Of course, to achieve optimal results, jumping rope technique is paramount. At first glance, there are no special technical subtleties here:

  • we land on our toes;
  • keep your back straight and press your elbows close to your body;
  • twist the hands synchronously with the jump rope;
  • we work at the same speed;
  • We try to maintain the same breathing rate.

But everything is simple only during the first 50-100 repetitions. After this, a real nightmare begins for an unprepared athlete. Your legs give way, sweat fills your eyes, your calf muscles become clogged, and it becomes simply impossible to jump normally. The athlete begins to constantly hit his shins with a jump rope, the pace is completely off. This is why the technique needs to be constantly practiced. Then you won’t have such problems, and CrossFit classes will be much more productive, and jumping rope will be easier with each workout.

What is more effective: jumping rope or running?

A jump rope can be a good alternative to running if for some reason running is not possible. But if you want to achieve impressive results for an amateur, cross-training with a jump rope will strengthen and strengthen what is little used during running.

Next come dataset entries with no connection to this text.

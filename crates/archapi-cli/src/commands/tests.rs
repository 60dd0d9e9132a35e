//! Unit tests for CLI commands.

use super::*;

use crate::output::colors::ColorSupport;
use crate::output::errors::ErrorFormatter;
use crate::{Cli, ConfigOverrides};
use archapi_core::{MirrorList, Operation, Package, PackageInfo, TransportError};
use archapi_registry::SearchBy;
use clap::Parser;
use serde_json::json;

fn package_value() -> serde_json::Value {
    json!({
        "ID": 42,
        "Name": "aurutils",
        "PackageBaseID": 7,
        "PackageBase": "aurutils",
        "Version": "19.3-1",
        "Description": "helper tools for the arch user repository",
        "URL": "https://github.com/aurutils/aurutils",
        "NumVotes": 310,
        "Popularity": 4.5,
        "OutOfDate": 1700000000,
        "Maintainer": null,
        "FirstSubmitted": 1466000000,
        "LastModified": 1710000000,
        "URLPath": "/cgit/aur.git/snapshot/aurutils.tar.gz",
        "Depends": ["git", "jq", "pacutils"],
        "License": ["custom:ISC"]
    })
}

fn mirror_list() -> MirrorList {
    serde_json::from_value(json!({
        "cutoff": 86400,
        "last_check": "2024-05-01T10:30:00Z",
        "num_checks": 24,
        "check_frequency": 3600,
        "version": 3,
        "urls": [
            {
                "url": "https://de.example.org/arch/", "protocol": "https",
                "last_sync": "2024-05-01T10:00:00Z", "completion_pct": 1.0, "delay": 600,
                "duration_avg": 0.2, "duration_stddev": 0.1, "score": 0.9, "active": true,
                "country": "Germany", "country_code": "DE",
                "isos": true, "ipv4": true, "ipv6": true, "details": ""
            },
            {
                "url": "rsync://de.example.org/arch/", "protocol": "rsync",
                "last_sync": null, "completion_pct": null, "delay": null,
                "duration_avg": null, "duration_stddev": null, "score": null, "active": false,
                "country": "Germany", "country_code": "DE",
                "isos": false, "ipv4": true, "ipv6": false, "details": "out of sync"
            },
            {
                "url": "https://us.example.org/arch/", "protocol": "https",
                "last_sync": "2024-05-01T09:00:00Z", "completion_pct": 0.9, "delay": 3600,
                "duration_avg": 0.4, "duration_stddev": 0.3, "score": 2.5, "active": true,
                "country": "United States", "country_code": "US",
                "isos": true, "ipv4": true, "ipv6": false, "details": ""
            }
        ]
    }))
    .unwrap()
}

#[test]
fn test_parse_search_command() {
    let cli = Cli::try_parse_from(["archapi", "search", "--by", "maintainer", "jguer"]).unwrap();
    match cli.command {
        Commands::Search { by, term } => {
            assert_eq!(by, Some(SearchBy::Maintainer));
            assert_eq!(term, "jguer");
        }
        other => panic!("Expected search command, got {:?}", other),
    }

    assert!(Cli::try_parse_from(["archapi", "search", "--by", "title", "x"]).is_err());
}

#[test]
fn test_parse_info_requires_names() {
    assert!(Cli::try_parse_from(["archapi", "info"]).is_err());

    let cli = Cli::try_parse_from(["archapi", "--json", "info", "yay", "paru"]).unwrap();
    assert!(cli.json);
    match cli.command {
        Commands::Info { names } => assert_eq!(names, vec!["yay", "paru"]),
        other => panic!("Expected info command, got {:?}", other),
    }
}

#[test]
fn test_parse_global_overrides() {
    let cli = Cli::try_parse_from([
        "archapi",
        "mirrors",
        "--active",
        "--country",
        "de",
        "--rpc-url",
        "http://localhost:8080/rpc/",
        "--timeout",
        "3",
    ])
    .unwrap();

    assert_eq!(cli.overrides.rpc_url.as_deref(), Some("http://localhost:8080/rpc/"));
    assert_eq!(cli.overrides.timeout, Some(3));
    assert!(matches!(cli.command, Commands::Mirrors { active: true, .. }));
}

#[test]
fn test_format_package() {
    let pkg: Package = serde_json::from_value(package_value()).unwrap();
    let text = search::format_package(&pkg, &ColorSupport::disabled());

    assert_eq!(
        text,
        "aur/aurutils 19.3-1 (+310 4.50) [orphaned] [out of date]\n    helper tools for the arch user repository"
    );
}

#[test]
fn test_format_results_keep_server_order() {
    let mut popular: Package = serde_json::from_value(package_value()).unwrap();
    popular.name = "popular".to_string();
    popular.popularity = 9.0;
    let mut niche = popular.clone();
    niche.name = "niche".to_string();
    niche.popularity = 0.1;

    let text = search::format_results(&[niche, popular], &ColorSupport::disabled());
    let lines: Vec<&str> = text.lines().filter(|l| l.starts_with("aur/")).collect();
    assert_eq!(lines.len(), 2);
    assert!(lines[0].starts_with("aur/niche "));
    assert!(lines[1].starts_with("aur/popular "));
}

#[test]
fn test_format_info() {
    let info: PackageInfo = serde_json::from_value(package_value()).unwrap();
    let text = info::format_info(&info);

    assert!(text.contains("Name            : aurutils"));
    assert!(text.contains("Depends On      : git  jq  pacutils"));
    assert!(text.contains("Make Deps       : None"));
    assert!(text.contains("Maintainer      : None"));
    assert!(text.contains("Out Of Date     : Yes (2023-11-14)"));
    assert!(text.contains(
        "Snapshot        : https://aur.archlinux.org/cgit/aur.git/snapshot/aurutils.tar.gz"
    ));
}

#[test]
fn test_mirror_filter() {
    let list = mirror_list();

    let all = mirrors::MirrorFilter::default().apply(&list);
    assert_eq!(all.len(), 3);

    let filter = mirrors::MirrorFilter {
        country: Some("de".to_string()),
        protocol: None,
        active: true,
    };
    let selected = filter.apply(&list);
    assert_eq!(selected.len(), 1);
    assert_eq!(selected[0].url, "https://de.example.org/arch/");

    let filter = mirrors::MirrorFilter {
        country: None,
        protocol: Some("HTTPS".to_string()),
        active: false,
    };
    let urls: Vec<&str> = filter.apply(&list).into_iter().map(|m| m.url.as_str()).collect();
    assert_eq!(urls, vec!["https://de.example.org/arch/", "https://us.example.org/arch/"]);
}

#[test]
fn test_format_mirror() {
    let list = mirror_list();
    let colors = ColorSupport::disabled();

    assert_eq!(
        mirrors::format_mirror(&list.urls[0], &colors),
        "[DE] https://de.example.org/arch/  score 0.90  delay 10m"
    );
    assert_eq!(
        mirrors::format_mirror(&list.urls[1], &colors),
        "[DE] rsync://de.example.org/arch/  score -  delay -"
    );
}

#[tokio::test]
async fn test_load_config_with_overrides() {
    let dir = tempfile::tempdir().unwrap();
    let path = dir.path().join("config.toml");
    std::fs::write(&path, "rpc_url = \"http://file.example/rpc/\"\ntimeout_secs = 10\n").unwrap();

    let overrides = ConfigOverrides {
        config: Some(path),
        rpc_url: None,
        mirrors_url: Some("http://flag.example/mirrors/".to_string()),
        timeout: Some(2),
    };

    let config = crate::config::load(&overrides).await.unwrap();
    assert_eq!(config.rpc_url, "http://file.example/rpc/");
    assert_eq!(config.mirrors_url, "http://flag.example/mirrors/");
    assert_eq!(config.timeout_secs, 2);
}

#[tokio::test]
async fn test_load_config_rejects_bad_override() {
    let dir = tempfile::tempdir().unwrap();
    let path = dir.path().join("config.toml");
    std::fs::write(&path, "").unwrap();

    let overrides = ConfigOverrides {
        config: Some(path),
        timeout: Some(0),
        ..Default::default()
    };

    let err = crate::config::load(&overrides).await.unwrap_err();
    assert!(matches!(err, CliError::Config(ConfigError::Invalid { field: "timeout_secs", .. })));
}

#[tokio::test]
async fn test_override_corrects_bad_file_value() {
    let dir = tempfile::tempdir().unwrap();
    let path = dir.path().join("config.toml");
    std::fs::write(&path, "rpc_url = \"not a url\"\n").unwrap();

    let overrides = ConfigOverrides {
        config: Some(path),
        rpc_url: Some("http://flag.example/rpc/".to_string()),
        ..Default::default()
    };

    let config = crate::config::load(&overrides).await.unwrap();
    assert_eq!(config.rpc_url, "http://flag.example/rpc/");

    let overrides = ConfigOverrides {
        rpc_url: None,
        ..overrides
    };
    let err = crate::config::load(&overrides).await.unwrap_err();
    assert!(matches!(err, CliError::Config(ConfigError::InvalidUrl { field: "rpc_url", .. })));
}

#[tokio::test]
async fn test_explicit_missing_config_is_an_error() {
    let overrides = ConfigOverrides {
        config: Some("/nonexistent/archapi/config.toml".into()),
        ..Default::default()
    };

    let err = crate::config::load(&overrides).await.unwrap_err();
    assert!(matches!(err, CliError::Config(ConfigError::Io { .. })));
}

#[test]
fn test_command_context_from_config() {
    let config = ClientConfig::default();
    let ctx = CommandContext::new(&config, true).unwrap();
    assert!(ctx.json);
    assert_eq!(ctx.registry.rpc_url().as_str(), "https://aur.archlinux.org/rpc/");
    assert_eq!(
        ctx.mirrors.feed_url().as_str(),
        "https://archlinux.org/mirrors/status/json/"
    );
}

#[test]
fn test_error_formatter_output() {
    let formatter = ErrorFormatter::with_colors(ColorSupport::disabled());

    let io = std::io::Error::new(std::io::ErrorKind::TimedOut, "operation timed out");
    let err = CliError::from(ArchApiError::transport(
        Operation::Search,
        TransportError::with_source("GET https://aur.archlinux.org/rpc/ failed", io),
    ));
    let text = formatter.format_error(&err);

    assert_eq!(
        text,
        "error: archapi: search request failed: GET https://aur.archlinux.org/rpc/ failed\n\
         caused by: operation timed out\n\
         help: Check your internet connection or the configured endpoint URL\n"
    );

    let err = CliError::from(ArchApiError::application(Operation::Info, "Incorrect by field specified."));
    assert_eq!(
        formatter.format_error(&err),
        "error: archapi: info rejected by server: Incorrect by field specified.\n"
    );
}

Is it stormy outside? Replace running training with jumping training. Are you bothered by a running injury and have had to give up running? Jump rope unless injury prevents you from doing so. Have you been busy all day with business, and you no longer have the strength to go for a run at such a late hour? There is nothing wrong with sometimes jumping rope instead of jogging.

Unfortunately, it will not be possible to completely replace running with a jump rope, but this only applies to those runners who want improved results. If you ran for fun or to lose weight, without planning to participate in competitions, jumping rope is a very good activity for a sedentary lifestyle.

What else can you do instead of running, we talked about in this article.